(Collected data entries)
Start of Block

use clap::Args;

use shx::timestamp;

#[derive(Args)]
pub struct DateArgs {
    /// Use the separated layout (2024-03-05T14:30:22) instead of 20240305T143022
    #[arg(short, long)]
    pub extended: bool,
}

/// Bare timestamp line, so `$(shx date)` needs no JSON parsing.
pub fn run_raw(args: DateArgs) -> shx::Result<(String, i32)> {
    Ok((format!("{}\n", timestamp::format_timestamp(args.extended)), 0))
}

End of Block

For this exercise, copy word for word the line that contains "instead of 20240305T143022" and every line after it, ending with the last line of the entries above.

SOLVED EXERCISE →
    /// Use the separated layout (2024-03-05T14:30:22) instead of 20240305T143022
    #[arg(short, long)]
    pub extended: bool,
}

/// Bare timestamp line, so `$(shx date)` needs no JSON parsing.
pub fn run_raw(args: DateArgs) -> shx::Result<(String, i32)> {
    Ok((format!("{}\n", timestamp::format_timestamp(args.extended)), 0))
}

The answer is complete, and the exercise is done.